In finance, a custodian bank, or simply custodian, refers to a financial institution responsible for safeguarding a firm's or individual's financial assets. The role of a custodian in such a case would be the following: to hold in safekeeping assets such as equities and bonds, arrange settlement of any purchases and sales of such securities, collect information on and income from such assets (dividends in the case of equities and interest in the case of bonds), provide information on the underlying companies and their annual general meetings, manage cash transactions, perform foreign exchange transactions where required and provide regular reporting on all their activities to their clients. Custodian banks are often referred to as global custodians if they hold assets for their clients in multiple jurisdictions around the world, using their own local branches or other local custodian banks in each market to hold accounts for their underlying clients. Assets held in such a manner are typically owned by pension funds.

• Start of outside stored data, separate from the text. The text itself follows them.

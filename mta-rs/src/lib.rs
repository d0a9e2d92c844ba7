//! mta-rs: mail transfer and threading engine
//!
//! Receives mail over SMTP, relays outbound mail straight to the recipient's
//! MX hosts, DKIM-signs what it sends, and keeps a flat message log from
//! which per-identity conversation threads are rebuilt.
//!
//! # Features
//!
//! - **Inbound SMTP** (RFC 5321): not an open relay; only trusted origins
//!   may target external recipients
//! - **Abuse guard**: per-IP connection and per-sender daily quotas, plus a
//!   persistent block list checked before any counter moves
//! - **Outbound relay**: MX fallback in preference order under one deadline
//! - **Content decoding**: multipart, base64 / quoted-printable, gzip / ZIP
//!   DMARC reports, PGP blocks
//! - **Threading**: `thread_id` and inboxes derived from the log alone
//!
//! # Example
//!
//! ```no_run
//! use mta_rs::config::Config;
//! use mta_rs::directory::StaticDirectory;
//! use mta_rs::mime::ContentDecoder;
//! use mta_rs::security::{Blocklist, Guard, RateLimiter};
//! use mta_rs::smtp::{SmtpContext, SmtpServer};
//! use mta_rs::storage::MessageStore;
//! use std::sync::Arc;
//!
//! #[tokio::main]
//! async fn main() -> mta_rs::Result<()> {
//!     let config = Config::default();
//!     let guard = Guard::new(
//!         Arc::new(Blocklist::in_memory()),
//!         Arc::new(RateLimiter::from_config(&config.guard)),
//!     );
//!
//!     let ctx = SmtpContext {
//!         directory: Arc::new(StaticDirectory::new(&config.accounts)),
//!         decoder: Arc::new(ContentDecoder::new(&config.decoder)),
//!         store: Arc::new(MessageStore::open(&config.storage.message_log_path).await?),
//!         guard: Arc::new(guard),
//!         config: Arc::new(config),
//!         spf: None,
//!         outbound: None,
//!     };
//!
//!     SmtpServer::new(ctx).run().await
//! }
//! ```
//!
//! # Modules
//!
//! - [`config`]: Configuration management
//! - [`error`]: Error types and handling
//! - [`smtp`]: Inbound server, outbound relay, mailer and queue
//! - [`storage`]: Message log, threading, artifacts
//! - [`mime`]: Content decoding
//! - [`authentication`]: DKIM signing, SPF evaluation
//! - [`security`]: Rate limits and block list
//! - [`dns`]: MX / TXT / address lookups
//! - [`directory`]: Local account lookup
//! - [`utils`]: Address validation helpers

pub mod authentication;
pub mod config;
pub mod directory;
pub mod dns;
pub mod error;
pub mod mime;
pub mod security;
pub mod smtp;
pub mod storage;
pub mod utils;

// Re-export commonly used types
pub use config::Config;
pub use error::{MailError, Result};

use config::LoggingConfig;
use tracing_subscriber::{fmt, layer::SubscriberExt, util::SubscriberInitExt, EnvFilter};

/// Install the global subscriber; `RUST_LOG` overrides `logging.level`
pub fn init_logging(config: &LoggingConfig) {
    let filter = EnvFilter::try_from_default_env()
        .unwrap_or_else(|_| EnvFilter::new(format!("{},mta_rs={}", config.level, config.level)));

    let registry = tracing_subscriber::registry().with(filter);
    match config.format.as_str() {
        "json" => registry.with(fmt::layer().json()).init(),
        "compact" => registry.with(fmt::layer().compact()).init(),
        _ => registry.with(fmt::layer().pretty()).init(),
    }
}
//! Shared fixtures for the integration tests
#![allow(dead_code)]

use async_trait::async_trait;
use mta_rs::config::{AccountConfig, Config};
use mta_rs::directory::StaticDirectory;
use mta_rs::dns::{DnsResolver, MxRecord};
use mta_rs::mime::ContentDecoder;
use mta_rs::security::{Blocklist, Guard, RateLimiter, WindowLimit};
use mta_rs::smtp::{OutboundQueue, SmtpContext, SmtpSession};
use mta_rs::storage::MessageStore;
use mta_rs::MailError;
use std::collections::HashMap;
use std::net::IpAddr;
use std::sync::atomic::{AtomicUsize, Ordering};
use std::sync::{Arc, Mutex};
use std::time::Duration;
use tokio::io::{duplex, AsyncBufReadExt, AsyncWriteExt, BufReader, DuplexStream};
use tokio::net::TcpListener;

pub const DOMAIN: &str = "example.org";
pub const TRUSTED_IP: &str = "127.0.0.1";
pub const UNTRUSTED_IP: &str = "198.51.100.20";

pub fn config() -> Config {
    let mut config = Config::default();
    config.server.domain = DOMAIN.to_string();
    config.server.hostname = "mx.example.org".to_string();
    config.smtp.trusted_origins = vec![TRUSTED_IP.to_string()];
    config.guard.blocklist_path = None;
    config.accounts = vec![
        AccountConfig {
            username: "bob".to_string(),
            can_receive: true,
        },
        AccountConfig {
            username: "carol".to_string(),
            can_receive: true,
        },
        AccountConfig {
            username: "suspended".to_string(),
            can_receive: false,
        },
    ];
    config
}

pub struct Harness {
    pub ctx: Arc<SmtpContext>,
    pub outbound: Option<tokio::sync::mpsc::Receiver<mta_rs::smtp::OutboundJob>>,
}

impl Harness {
    pub fn new(connection_limit: WindowLimit) -> Self {
        Self::with_config(config(), connection_limit)
    }

    pub fn with_config(config: Config, connection_limit: WindowLimit) -> Self {
        let sender_limit = WindowLimit {
            max: config.guard.messages_per_day,
            window: Duration::from_secs(86_400),
        };
        let guard = Guard::new(
            Arc::new(Blocklist::in_memory()),
            Arc::new(RateLimiter::new(connection_limit, sender_limit)),
        );
        let (queue, receiver) = OutboundQueue::channel(16);

        let ctx = SmtpContext {
            directory: Arc::new(StaticDirectory::new(&config.accounts)),
            decoder: Arc::new(ContentDecoder::new(&config.decoder)),
            config: Arc::new(config),
            guard: Arc::new(guard),
            store: Arc::new(MessageStore::in_memory()),
            spf: None,
            outbound: Some(queue),
        };

        Self {
            ctx: Arc::new(ctx),
            outbound: Some(receiver),
        }
    }

    pub fn connect(&self, peer: &str) -> Client {
        let (client, server) = duplex(64 * 1024);
        let peer: IpAddr = peer.parse().unwrap();
        let session = SmtpSession::new(self.ctx.clone(), peer);
        tokio::spawn(session.handle(server));
        Client {
            stream: BufReader::new(client),
        }
    }
}

pub fn hourly(max: u32) -> WindowLimit {
    WindowLimit {
        max,
        window: Duration::from_secs(3600),
    }
}

/// Client side of an in-memory SMTP conversation
pub struct Client {
    stream: BufReader<DuplexStream>,
}

impl Client {
    pub async fn reply(&mut self) -> String {
        let mut reply = String::new();
        loop {
            let mut line = String::new();
            if self.stream.read_line(&mut line).await.unwrap() == 0 {
                return reply;
            }
            reply.push_str(&line);
            if line.len() < 4 || line.as_bytes()[3] != b'-' {
                return reply;
            }
        }
    }

    pub async fn send(&mut self, line: &str) -> String {
        self.stream
            .write_all(format!("{}\r\n", line).as_bytes())
            .await
            .unwrap();
        self.reply().await
    }

    /// DATA body followed by the terminator; returns the final reply
    pub async fn data(&mut self, body: &str) -> String {
        let reply = self.send("DATA").await;
        assert!(reply.starts_with("354"), "DATA refused: {}", reply);
        self.stream.write_all(body.as_bytes()).await.unwrap();
        if !body.ends_with("\r\n") {
            self.stream.write_all(b"\r\n").await.unwrap();
        }
        self.send(".").await
    }

    /// Greeting, EHLO, MAIL FROM, then each RCPT TO; returns the RCPT replies
    pub async fn envelope(&mut self, from: &str, recipients: &[&str]) -> Vec<String> {
        assert!(self.reply().await.starts_with("220"));
        assert!(self.send("EHLO client.test").await.starts_with("250"));
        let reply = self.send(&format!("MAIL FROM:<{}>", from)).await;
        assert!(reply.starts_with("250"), "MAIL FROM refused: {}", reply);

        let mut replies = Vec::new();
        for recipient in recipients {
            replies.push(self.send(&format!("RCPT TO:<{}>", recipient)).await);
        }
        replies
    }
}

/// Resolver with fixed MX answers
#[derive(Default)]
pub struct StaticResolver {
    pub mx: HashMap<String, Vec<MxRecord>>,
}

#[async_trait]
impl DnsResolver for StaticResolver {
    async fn mx(&self, domain: &str) -> mta_rs::Result<Vec<MxRecord>> {
        self.mx
            .get(domain)
            .cloned()
            .ok_or_else(|| MailError::DnsLookup(format!("NXDOMAIN {}", domain)))
    }

    async fn txt(&self, _domain: &str) -> mta_rs::Result<Vec<String>> {
        Ok(Vec::new())
    }

    async fn ips(&self, _host: &str) -> mta_rs::Result<Vec<IpAddr>> {
        Ok(Vec::new())
    }
}

/// Minimal SMTP receiver on loopback that records every accepted message
pub struct FakeMx {
    pub port: u16,
    pub deliveries: Arc<AtomicUsize>,
    pub messages: Arc<Mutex<Vec<String>>>,
}

impl FakeMx {
    pub async fn start() -> Self {
        let listener = TcpListener::bind("127.0.0.1:0").await.unwrap();
        let port = listener.local_addr().unwrap().port();
        let deliveries = Arc::new(AtomicUsize::new(0));
        let messages = Arc::new(Mutex::new(Vec::new()));

        let counter = deliveries.clone();
        let store = messages.clone();
        tokio::spawn(async move {
            while let Ok((socket, _)) = listener.accept().await {
                let counter = counter.clone();
                let store = store.clone();
                tokio::spawn(async move {
                    let mut stream = BufReader::new(socket);
                    stream.write_all(b"220 fake.mx ESMTP\r\n").await.unwrap();
                    let mut body = String::new();
                    let mut in_data = false;
                    loop {
                        let mut line = String::new();
                        if stream.read_line(&mut line).await.unwrap_or(0) == 0 {
                            return;
                        }
                        if in_data {
                            if line == ".\r\n" {
                                in_data = false;
                                counter.fetch_add(1, Ordering::SeqCst);
                                store.lock().unwrap().push(std::mem::take(&mut body));
                                stream.write_all(b"250 2.0.0 queued\r\n").await.unwrap();
                            } else {
                                body.push_str(&line);
                            }
                            continue;
                        }
                        let verb = line.get(..4).unwrap_or("").to_ascii_uppercase();
                        let reply: &[u8] = match verb.as_str() {
                            "EHLO" | "HELO" => b"250-fake.mx\r\n250 8BITMIME\r\n",
                            "DATA" => {
                                in_data = true;
                                b"354 go ahead\r\n"
                            }
                            "QUIT" => {
                                let _ = stream.write_all(b"221 bye\r\n").await;
                                return;
                            }
                            _ => b"250 OK\r\n",
                        };
                        stream.write_all(reply).await.unwrap();
                    }
                });
            }
        });

        Self {
            port,
            deliveries,
            messages,
        }
    }

    pub fn delivered(&self) -> usize {
        self.deliveries.load(Ordering::SeqCst)
    }
}

/// A loopback port with nothing listening on it
pub fn closed_port() -> u16 {
    let listener = std::net::TcpListener::bind("127.0.0.1:0").unwrap();
    let port = listener.local_addr().unwrap().port();
    drop(listener);
    port
}
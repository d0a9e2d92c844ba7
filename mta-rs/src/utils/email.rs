use crate::error::{MailError, Result};

/// Basic email validation
pub fn validate_email(email: &str) -> Result<()> {
    if email.is_empty() {
        return Err(MailError::InvalidEmail("Email is empty".to_string()));
    }

    if !email.contains('@') {
        return Err(MailError::InvalidEmail(
            "Email must contain @".to_string(),
        ));
    }

    let parts: Vec<&str> = email.split('@').collect();
    if parts.len() != 2 {
        return Err(MailError::InvalidEmail("Invalid email format".to_string()));
    }

    let local = parts[0];
    let domain = parts[1];

    if local.is_empty() || domain.is_empty() {
        return Err(MailError::InvalidEmail(
            "Email parts cannot be empty".to_string(),
        ));
    }

    if !domain.contains('.') && !domain.eq_ignore_ascii_case("localhost") {
        return Err(MailError::InvalidEmail(
            "Domain must contain a dot".to_string(),
        ));
    }

    if email.chars().any(|c| c.is_whitespace() || c.is_control() || c == '<' || c == '>') {
        return Err(MailError::InvalidEmail(
            "Email contains forbidden characters".to_string(),
        ));
    }

    Ok(())
}

/// Lower-cased address used as a stable identity / counter key
pub fn normalize_address(email: &str) -> String {
    email.trim().trim_start_matches('<').trim_end_matches('>').to_lowercase()
}

/// Domain part of an address, lower-cased
pub fn domain_of(email: &str) -> Option<String> {
    let email = email.trim().trim_start_matches('<').trim_end_matches('>');
    email
        .rsplit_once('@')
        .map(|(_, domain)| domain.to_lowercase())
        .filter(|d| !d.is_empty())
}

/// Local part of an address (everything before the last `@`)
pub fn local_part(email: &str) -> &str {
    match email.rsplit_once('@') {
        Some((local, _)) => local,
        None => email,
    }
}
/// Email authentication module (DKIM signing, SPF evaluation)
///
/// - [`dkim`]: signs outbound mail; failures degrade to unsigned delivery
/// - [`spf`]: advisory check of inbound senders against `v=spf1` records

pub mod dkim;
pub mod spf;

pub use dkim::{sign_or_passthrough, DkimSigner};
pub use spf::{SpfResult, SpfValidator};
//! Local account lookup
//!
//! The session only needs two answers about a local user: does the account
//! exist, and may it receive mail. Real deployments plug their user store in
//! behind [`AccountDirectory`]; [`StaticDirectory`] serves the `[[accounts]]`
//! table from the config file.

use crate::config::AccountConfig;
use async_trait::async_trait;
use std::collections::HashMap;

#[derive(Debug, Clone, PartialEq, Eq)]
pub struct Account {
    pub username: String,
    pub can_receive: bool,
}

#[cfg_attr(test, mockall::automock)]
#[async_trait]
pub trait AccountDirectory: Send + Sync {
    /// Case-insensitive lookup by local part
    async fn lookup(&self, username: &str) -> Option<Account>;
}

#[derive(Debug, Default)]
pub struct StaticDirectory {
    accounts: HashMap<String, Account>,
}

impl StaticDirectory {
    pub fn new(accounts: &[AccountConfig]) -> Self {
        Self {
            accounts: accounts
                .iter()
                .map(|a| {
                    let username = a.username.trim().to_lowercase();
                    (
                        username.clone(),
                        Account {
                            username,
                            can_receive: a.can_receive,
                        },
                    )
                })
                .collect(),
        }
    }

    pub fn len(&self) -> usize {
        self.accounts.len()
    }

    pub fn is_empty(&self) -> bool {
        self.accounts.is_empty()
    }
}

#[async_trait]
impl AccountDirectory for StaticDirectory {
    async fn lookup(&self, username: &str) -> Option<Account> {
        self.accounts.get(&username.trim().to_lowercase()).cloned()
    }
}

#[cfg(test)]
mod tests {
    use super::*;

    #[tokio::test]
    async fn test_static_lookup() {
        let directory = StaticDirectory::new(&[
            AccountConfig {
                username: "Bob".to_string(),
                can_receive: true,
            },
            AccountConfig {
                username: "frozen".to_string(),
                can_receive: false,
            },
        ]);

        assert_eq!(directory.len(), 2);
        let bob = directory.lookup("BOB").await.unwrap();
        assert_eq!(bob.username, "bob");
        assert!(bob.can_receive);
        assert!(!directory.lookup("frozen").await.unwrap().can_receive);
        assert!(directory.lookup("nobody").await.is_none());
    }
}
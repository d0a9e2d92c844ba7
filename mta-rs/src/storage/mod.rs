//! Message storage module
//!
//! - [`message`]: the stored `Message` record
//! - [`threading`]: pure thread reconstruction over the log
//! - [`store`]: the persisted log plus its per-identity index
//! - [`artifacts`]: content-addressed blobs referenced from message bodies

pub mod artifacts;
pub mod message;
pub mod store;
pub mod threading;

pub use artifacts::ArtifactStore;
pub use message::{generate_id, Message, NewMessage};
pub use store::MessageStore;
pub use threading::{Inbox, Thread, MAX_THREAD_DEPTH};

In relation to American Depositary Receipts (ADRs), a local custodian bank is a bank in a country outside the United States that holds the corresponding amount of shares of stock trading on the home stock market represented by an ADR trading in the U.S. This bank acts as custodian bank for the company that issues the ADRs in the U.S. stock market.
Examples
The following companies offer custodian bank services:
Certain financial institutions specialize in the administration and custody of self-directed retirement plan such as IRAs, Roth IRAs, SEP IRAs, Rollover IRAs and Solo(401(k)s. Such institutions provide required legal custody services for the assets associated with self-directed retirement plans and administrative services such as investment execution, recordkeeping, accounting, and IRS and client reporting.